[Collected data]
====

//! Hourly rollup: raw and regional readings grouped by store-local hour.
//!
//! Each store's day is read as one UTC range and re-bucketed by local
//! wall-clock hour; a repeated fall-back hour lands in the same bucket.

use std::collections::BTreeMap;
use std::sync::Arc;

use anyhow::{Context, Result};
use chrono::{Duration, NaiveDate, NaiveTime, Timelike};
use chrono_tz::Tz;
use uuid::Uuid;

use crate::error;
use crate::models::{HourlyAnalytics, RawReading, RegionalReading, Store, UpsertAction};
use crate::sensor::parse::local_to_utc;
use crate::store::SensorStore;

use super::fold::{is_business_hour, TrafficFold, TrafficSample};
use super::{local_day_bounds, AggregationSummary, RunDate};

// ---

/// Folds raw and regional readings into `hourly_analytics`.
pub struct HourlyAggregator {
    store: Arc<dyn SensorStore>,
}

impl HourlyAggregator {
    pub fn new(store: Arc<dyn SensorStore>) -> Self {
        Self { store }
    }

    /// Recompute every store's hourly rows for its store-local target date.
    pub async fn run(&self, target: RunDate) -> Result<AggregationSummary> {
        // ---
        let stores = self
            .store
            .get_stores()
            .await
            .context("Failed to load stores for hourly aggregation")?;
        let mut summary = AggregationSummary::new("hourly", target.fixed(), stores.len());

        for store in &stores {
            let date = target.hourly(store.tz());
            match self.aggregate_store(store, date).await {
                Ok(actions) => {
                    tracing::debug!(store = %store.name, %date, hours = actions.len(), "Hourly rows written");
                    summary.record(&actions);
                }
                Err(e) => {
                    tracing::error!(store = %store.name, error = %e, "Hourly aggregation failed");
                    summary.failed += 1;
                }
            }
        }

        summary.log();
        Ok(summary)
    }

    /// Rebuild one store's hourly rows; returns one action per hour written.
    pub async fn aggregate_store(
        &self,
        store: &Store,
        date: NaiveDate,
    ) -> error::Result<Vec<UpsertAction>> {
        // ---
        let tz = store.tz();
        let (from, to) = local_day_bounds(date, tz);

        let raw = self.store.get_raw_readings(store.id, from, to).await?;
        let regional = self.store.get_regional_readings(store.id, from, to).await?;

        let mut actions = Vec::new();
        for row in build_hourly_rows(store.id, date, tz, &raw, &regional) {
            actions.push(self.store.upsert_hourly(&row).await?);
        }
        Ok(actions)
    }
}

/// Group readings by store-local hour of `date` and fold each hour into a row.
pub fn build_hourly_rows(
    store_id: Uuid,
    date: NaiveDate,
    tz: Tz,
    raw: &[RawReading],
    regional: &[RegionalReading],
) -> Vec<HourlyAnalytics> {
    // ---
    let mut hours: BTreeMap<u32, TrafficFold> = BTreeMap::new();

    for reading in raw {
        let local = reading.timestamp.with_timezone(&tz);
        if local.date_naive() != date {
            continue;
        }
        hours
            .entry(local.hour())
            .or_default()
            .add_traffic(local.hour(), &TrafficSample::from(reading));
    }

    for reading in regional {
        let local = reading.timestamp.with_timezone(&tz);
        if local.date_naive() != date {
            continue;
        }
        let fold = hours.entry(local.hour()).or_default();
        fold.add_occupancy(local.hour(), &reading.regions().map(Some));
        if let Some(dwell) = reading.avg_dwell_seconds {
            fold.add_dwell(dwell, reading.total_occupancy().max(0) as f64);
        }
    }

    let (day_start, _) = local_day_bounds(date, tz);
    hours
        .into_iter()
        .map(|(hour, fold)| {
            let local_start = date.and_time(NaiveTime::MIN) + Duration::hours(i64::from(hour));
            let start_time = local_to_utc(tz, local_start)
                .unwrap_or(day_start + Duration::hours(i64::from(hour)));
            hourly_row(store_id, date, hour, start_time, &fold)
        })
        .collect()
}

fn hourly_row(
    store_id: Uuid,
    date: NaiveDate,
    hour: u32,
    start_time: chrono::DateTime<chrono::Utc>,
    fold: &TrafficFold,
) -> HourlyAnalytics {
    // ---
    let [entry_line1_pct, entry_line2_pct, entry_line3_pct] = fold.entry_line_pct();
    let [exit_line1_pct, exit_line2_pct, exit_line3_pct] = fold.exit_line_pct();
    let [zone1_peak_occupancy, zone2_peak_occupancy, zone3_peak_occupancy, zone4_peak_occupancy] =
        fold.zone_peak_values();

    HourlyAnalytics {
        store_id,
        date,
        hour: hour as i32,
        start_time,
        end_time: start_time + Duration::hours(1),
        store_entries: fold.entries,
        store_exits: fold.exits,
        passerby_count: fold.passerby(),
        passerby_in: fold.passerby_in,
        passerby_out: fold.passerby_out,
        capture_rate: fold.capture_rate(),
        line1_in: fold.lines_in[0],
        line1_out: fold.lines_out[0],
        line2_in: fold.lines_in[1],
        line2_out: fold.lines_out[1],
        line3_in: fold.lines_in[2],
        line3_out: fold.lines_out[2],
        entry_line1_pct,
        entry_line2_pct,
        entry_line3_pct,
        exit_line1_pct,
        exit_line2_pct,
        exit_line3_pct,
        zone1_peak_occupancy,
        zone2_peak_occupancy,
        zone3_peak_occupancy,
        zone4_peak_occupancy,
        avg_dwell_seconds: fold.avg_dwell_seconds(),
        is_business_hours: is_business_hour(hour),
        sample_count: fold.samples as i32,
    }
}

====

**EXERCISE REQUIREMENTS**. Work through the records line by line and tally those that include the word "HourlyAnalytics". Give the number alone.

**RESPONSE FOR THIS EXERCISE**. 4